■ EXERCISE OBJECTIVE
Retype the records in full, keeping each character as it is.

■ GIVEN DATA
╔══
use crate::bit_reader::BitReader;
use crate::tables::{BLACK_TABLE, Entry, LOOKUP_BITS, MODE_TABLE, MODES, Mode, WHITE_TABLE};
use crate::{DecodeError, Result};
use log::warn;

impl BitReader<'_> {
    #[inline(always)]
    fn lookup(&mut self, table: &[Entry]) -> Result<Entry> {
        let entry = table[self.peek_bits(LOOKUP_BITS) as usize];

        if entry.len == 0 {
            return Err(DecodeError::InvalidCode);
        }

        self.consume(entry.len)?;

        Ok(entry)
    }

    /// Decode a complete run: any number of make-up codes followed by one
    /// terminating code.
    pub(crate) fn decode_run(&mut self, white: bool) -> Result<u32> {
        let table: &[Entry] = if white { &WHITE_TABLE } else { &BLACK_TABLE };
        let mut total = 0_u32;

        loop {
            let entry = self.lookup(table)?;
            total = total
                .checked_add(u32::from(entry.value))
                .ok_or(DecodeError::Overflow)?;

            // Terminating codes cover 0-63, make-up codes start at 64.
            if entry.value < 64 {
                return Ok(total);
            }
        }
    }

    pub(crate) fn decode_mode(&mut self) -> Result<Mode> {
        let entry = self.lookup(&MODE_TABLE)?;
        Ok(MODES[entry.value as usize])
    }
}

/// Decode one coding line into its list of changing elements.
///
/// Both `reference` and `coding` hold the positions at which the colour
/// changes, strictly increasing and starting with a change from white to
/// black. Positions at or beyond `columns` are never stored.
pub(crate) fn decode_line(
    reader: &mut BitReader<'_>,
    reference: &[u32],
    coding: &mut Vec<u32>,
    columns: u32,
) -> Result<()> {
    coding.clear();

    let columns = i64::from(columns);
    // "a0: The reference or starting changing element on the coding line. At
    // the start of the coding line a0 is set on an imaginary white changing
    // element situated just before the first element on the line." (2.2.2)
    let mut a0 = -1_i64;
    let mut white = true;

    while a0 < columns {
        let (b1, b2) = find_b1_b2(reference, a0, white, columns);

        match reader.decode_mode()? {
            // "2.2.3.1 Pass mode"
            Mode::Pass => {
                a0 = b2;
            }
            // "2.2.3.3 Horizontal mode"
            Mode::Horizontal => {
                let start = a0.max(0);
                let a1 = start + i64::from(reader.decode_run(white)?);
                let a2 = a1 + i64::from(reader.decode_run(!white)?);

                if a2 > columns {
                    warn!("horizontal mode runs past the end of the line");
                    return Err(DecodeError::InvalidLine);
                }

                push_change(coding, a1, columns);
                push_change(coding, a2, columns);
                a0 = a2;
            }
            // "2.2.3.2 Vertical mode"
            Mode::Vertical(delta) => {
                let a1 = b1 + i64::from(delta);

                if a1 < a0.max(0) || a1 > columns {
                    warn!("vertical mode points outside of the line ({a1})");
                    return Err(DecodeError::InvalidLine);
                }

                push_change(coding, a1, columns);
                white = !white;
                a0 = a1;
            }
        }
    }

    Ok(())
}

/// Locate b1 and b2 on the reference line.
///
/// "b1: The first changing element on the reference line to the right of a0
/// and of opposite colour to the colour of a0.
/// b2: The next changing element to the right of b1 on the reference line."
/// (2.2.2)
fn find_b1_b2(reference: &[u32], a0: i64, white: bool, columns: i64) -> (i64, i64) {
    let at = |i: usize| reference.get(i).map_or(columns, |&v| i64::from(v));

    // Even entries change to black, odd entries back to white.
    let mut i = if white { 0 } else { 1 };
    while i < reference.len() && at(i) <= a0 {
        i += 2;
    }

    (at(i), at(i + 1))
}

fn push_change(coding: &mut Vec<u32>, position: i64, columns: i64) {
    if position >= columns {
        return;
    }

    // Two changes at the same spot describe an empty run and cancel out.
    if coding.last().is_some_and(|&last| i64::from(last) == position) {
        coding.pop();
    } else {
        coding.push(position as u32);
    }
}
╚══
■ RESPONSE TO THE TASK
use crate::bit_reader::BitReader;
use crate::tables::{BLACK_TABLE, Entry, LOOKUP_BITS, MODE_TABLE, MODES, Mode, WHITE_TABLE};
use crate::{DecodeError, Result};
use log::warn;

impl BitReader<'_> {
    #[inline(always)]
    fn lookup(&mut self, table: &[Entry]) -> Result<Entry> {
        let entry = table[self.peek_bits(LOOKUP_BITS) as usize];

        if entry.len == 0 {
            return Err(DecodeError::InvalidCode);
        }

        self.consume(entry.len)?;

        Ok(entry)
    }

    /// Decode a complete run: any number of make-up codes followed by one
    /// terminating code.
    pub(crate) fn decode_run(&mut self, white: bool) -> Result<u32> {
        let table: &[Entry] = if white { &WHITE_TABLE } else { &BLACK_TABLE };
        let mut total = 0_u32;

        loop {
            let entry = self.lookup(table)?;
            total = total
                .checked_add(u32::from(entry.value))
                .ok_or(DecodeError::Overflow)?;

            // Terminating codes cover 0-63, make-up codes start at 64.
            if entry.value < 64 {
                return Ok(total);
            }
        }
    }

    pub(crate) fn decode_mode(&mut self) -> Result<Mode> {
        let entry = self.lookup(&MODE_TABLE)?;
        Ok(MODES[entry.value as usize])
    }
}

/// Decode one coding line into its list of changing elements.
///
/// Both `reference` and `coding` hold the positions at which the colour
/// changes, strictly increasing and starting with a change from white to
/// black. Positions at or beyond `columns` are never stored.
pub(crate) fn decode_line(
    reader: &mut BitReader<'_>,
    reference: &[u32],
    coding: &mut Vec<u32>,
    columns: u32,
) -> Result<()> {
    coding.clear();

    let columns = i64::from(columns);
    // "a0: The reference or starting changing element on the coding line. At
    // the start of the coding line a0 is set on an imaginary white changing
    // element situated just before the first element on the line." (2.2.2)
    let mut a0 = -1_i64;
    let mut white = true;

    while a0 < columns {
        let (b1, b2) = find_b1_b2(reference, a0, white, columns);

        match reader.decode_mode()? {
            // "2.2.3.1 Pass mode"
            Mode::Pass => {
                a0 = b2;
            }
            // "2.2.3.3 Horizontal mode"
            Mode::Horizontal => {
                let start = a0.max(0);
                let a1 = start + i64::from(reader.decode_run(white)?);
                let a2 = a1 + i64::from(reader.decode_run(!white)?);

                if a2 > columns {
                    warn!("horizontal mode runs past the end of the line");
                    return Err(DecodeError::InvalidLine);
                }

                push_change(coding, a1, columns);
                push_change(coding, a2, columns);
                a0 = a2;
            }
            // "2.2.3.2 Vertical mode"
            Mode::Vertical(delta) => {
                let a1 = b1 + i64::from(delta);

                if a1 < a0.max(0) || a1 > columns {
                    warn!("vertical mode points outside of the line ({a1})");
                    return Err(DecodeError::InvalidLine);
                }

                push_change(coding, a1, columns);
                white = !white;
                a0 = a1;
            }
        }
    }

    Ok(())
}

/// Locate b1 and b2 on the reference line.
///
/// "b1: The first changing element on the reference line to the right of a0
/// and of opposite colour to the colour of a0.
/// b2: The next changing element to the right of b1 on the reference line."
/// (2.2.2)
fn find_b1_b2(reference: &[u32], a0: i64, white: bool, columns: i64) -> (i64, i64) {
    let at = |i: usize| reference.get(i).map_or(columns, |&v| i64::from(v));

    // Even entries change to black, odd entries back to white.
    let mut i = if white { 0 } else { 1 };
    while i < reference.len() && at(i) <= a0 {
        i += 2;
    }

    (at(i), at(i + 1))
}

fn push_change(coding: &mut Vec<u32>, position: i64, columns: i64) {
    if position >= columns {
        return;
    }

    // Two changes at the same spot describe an empty run and cancel out.
    if coding.last().is_some_and(|&last| i64::from(last) == position) {
        coding.pop();
    } else {
        coding.push(position as u32);
    }
}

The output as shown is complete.